• [Work item] Give again, word for word, every line below from the one that has "self.runtime().block_on(self.inner.initialize())" through the one that has "pub fn pool_status(&self)", both included, and no others.

*** Block opens ***

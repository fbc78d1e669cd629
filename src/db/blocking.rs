use futures::future::BoxFuture;
use sqlx::any::AnyRow;
use sqlx::AnyConnection;
use tokio::runtime::Runtime;
use uuid::Uuid;
use crate::config::DatabaseConfig;
use crate::db::engine::{Mode, PoolStatus};
use crate::db::manager::{HealthStatus, SessionManager};
use crate::db::session::Session;
use crate::error::{DbError, DbResult};

/// Blocking counterpart of [`SessionManager`] for code without an async runtime.
///
/// Owns a small private tokio runtime and drives every operation to completion on
/// the calling thread. Calling any method from inside an async runtime panics.
/// Dropping it there does not panic, but skips the graceful pool close.
pub struct BlockingSessionManager {
    inner: SessionManager,
    // Taken only by `drop`.
    runtime: Option<Runtime>,
}

impl BlockingSessionManager {
    pub fn new(config: DatabaseConfig) -> std::io::Result<Self> {
        let runtime = tokio::runtime::Builder::new_multi_thread()
            .worker_threads(1)
            .thread_name("db-blocking")
            .enable_all()
            .build()?;
        Ok(Self {
            inner: SessionManager::with_mode(config, Mode::Blocking),
            runtime: Some(runtime),
        })
    }

    fn runtime(&self) -> &Runtime {
        self.runtime.as_ref().expect("runtime is present until drop")
    }

    pub fn config(&self) -> &DatabaseConfig {
        self.inner.config()
    }

    pub fn initialize(&self) -> DbResult<()> {
        self.runtime().block_on(self.inner.initialize())
    }

    pub fn is_initialized(&self) -> bool {
        self.runtime().block_on(self.inner.is_initialized())
    }

    pub fn acquire_session(&self) -> DbResult<BlockingSession<'_>> {
        let session = self.runtime().block_on(self.inner.acquire_session())?;
        Ok(BlockingSession {
            runtime: self.runtime(),
            session: Some(session),
        })
    }

    /// Run `f` inside a session: commit on `Ok`, roll back and return the error otherwise.
    /// A panic inside `f` drops the session, which also rolls back.
    pub fn scope<F, T, E>(&self, f: F) -> Result<T, E>
    where
        F: FnOnce(&mut BlockingSession<'_>) -> Result<T, E>,
        E: From<DbError>,
    {
        let mut session = self.acquire_session()?;
        match f(&mut session) {
            Ok(value) => {
                session.commit()?;
                Ok(value)
            }
            Err(err) => {
                let id = session.id();
                if let Err(rollback_err) = session.rollback() {
                    tracing::warn!(session = %id, "Rollback failed: {}", rollback_err);
                }
                Err(err)
            }
        }
    }

    pub fn close(&self) {
        self.runtime().block_on(self.inner.close())
    }

    pub fn health_check(&self) -> HealthStatus {
        self.runtime().block_on(self.inner.health_check())
    }

    pub fn pool_status(&self) -> Option<PoolStatus> {
        self.runtime().block_on(self.inner.pool_status())
    }
}

impl Drop for BlockingSessionManager {
    /// Closes the engine. Inside an async context blocking is not allowed, so the
    /// private runtime is shut down in the background and the pool goes with it.
    fn drop(&mut self) {
        let Some(runtime) = self.runtime.take() else {
            return;
        };
        if tokio::runtime::Handle::try_current().is_ok() {
            tracing::warn!("BlockingSessionManager dropped inside an async runtime; skipping close");
            runtime.shutdown_background();
            return;
        }
        runtime.block_on(self.inner.close());
    }
}

/// Blocking view of a [`Session`]. Dropping it without [`BlockingSession::commit`]
/// rolls back.
pub struct BlockingSession<'m> {
    runtime: &'m Runtime,
    // Present until consumed by commit or rollback.
    session: Option<Session>,
}

impl BlockingSession<'_> {
    fn session(&mut self) -> &mut Session {
        self.session
            .as_mut()
            .expect("session is present until commit or rollback consumes it")
    }

    pub fn id(&self) -> Uuid {
        self.session.as_ref().map(Session::id).unwrap_or_default()
    }

    pub fn execute(&mut self, sql: &str) -> DbResult<u64> {
        let runtime = self.runtime;
        runtime.block_on(self.session().execute(sql))
    }

    pub fn fetch_all(&mut self, sql: &str) -> DbResult<Vec<AnyRow>> {
        let runtime = self.runtime;
        runtime.block_on(self.session().fetch_all(sql))
    }

    pub fn fetch_one(&mut self, sql: &str) -> DbResult<AnyRow> {
        let runtime = self.runtime;
        runtime.block_on(self.session().fetch_one(sql))
    }

    pub fn fetch_optional(&mut self, sql: &str) -> DbResult<Option<AnyRow>> {
        let runtime = self.runtime;
        runtime.block_on(self.session().fetch_optional(sql))
    }

    /// Drive an arbitrary async operation against the session's connection.
    pub fn run<R>(&mut self, f: impl for<'c> FnOnce(&'c mut AnyConnection) -> BoxFuture<'c, R>) -> R {
        let runtime = self.runtime;
        let conn: &mut AnyConnection = self.session();
        runtime.block_on(f(conn))
    }

    pub fn commit(mut self) -> DbResult<()> {
        match self.session.take() {
            Some(session) => self.runtime.block_on(session.commit()),
            None => Ok(()),
        }
    }

    pub fn rollback(mut self) -> DbResult<()> {
        match self.session.take() {
            Some(session) => self.runtime.block_on(session.rollback()),
            None => Ok(()),
        }
    }
}

impl Drop for BlockingSession<'_> {
    fn drop(&mut self) {
        if let Some(session) = self.session.take() {
            // Returning the connection spawns a task, which needs a runtime context.
            let _guard = self.runtime.enter();
            drop(session);
        }
    }
}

*** Block closes ***

• [Answer section]
        self.runtime().block_on(self.inner.initialize())
    }

    pub fn is_initialized(&self) -> bool {
        self.runtime().block_on(self.inner.is_initialized())
    }

    pub fn acquire_session(&self) -> DbResult<BlockingSession<'_>> {
        let session = self.runtime().block_on(self.inner.acquire_session())?;
        Ok(BlockingSession {
            runtime: self.runtime(),
            session: Some(session),
        })
    }

    /// Run `f` inside a session: commit on `Ok`, roll back and return the error otherwise.
    /// A panic inside `f` drops the session, which also rolls back.
    pub fn scope<F, T, E>(&self, f: F) -> Result<T, E>
    where
        F: FnOnce(&mut BlockingSession<'_>) -> Result<T, E>,
        E: From<DbError>,
    {
        let mut session = self.acquire_session()?;
        match f(&mut session) {
            Ok(value) => {
                session.commit()?;
                Ok(value)
            }
            Err(err) => {
                let id = session.id();
                if let Err(rollback_err) = session.rollback() {
                    tracing::warn!(session = %id, "Rollback failed: {}", rollback_err);
                }
                Err(err)
            }
        }
    }

    pub fn close(&self) {
        self.runtime().block_on(self.inner.close())
    }

    pub fn health_check(&self) -> HealthStatus {
        self.runtime().block_on(self.inner.health_check())
    }

    pub fn pool_status(&self) -> Option<PoolStatus> {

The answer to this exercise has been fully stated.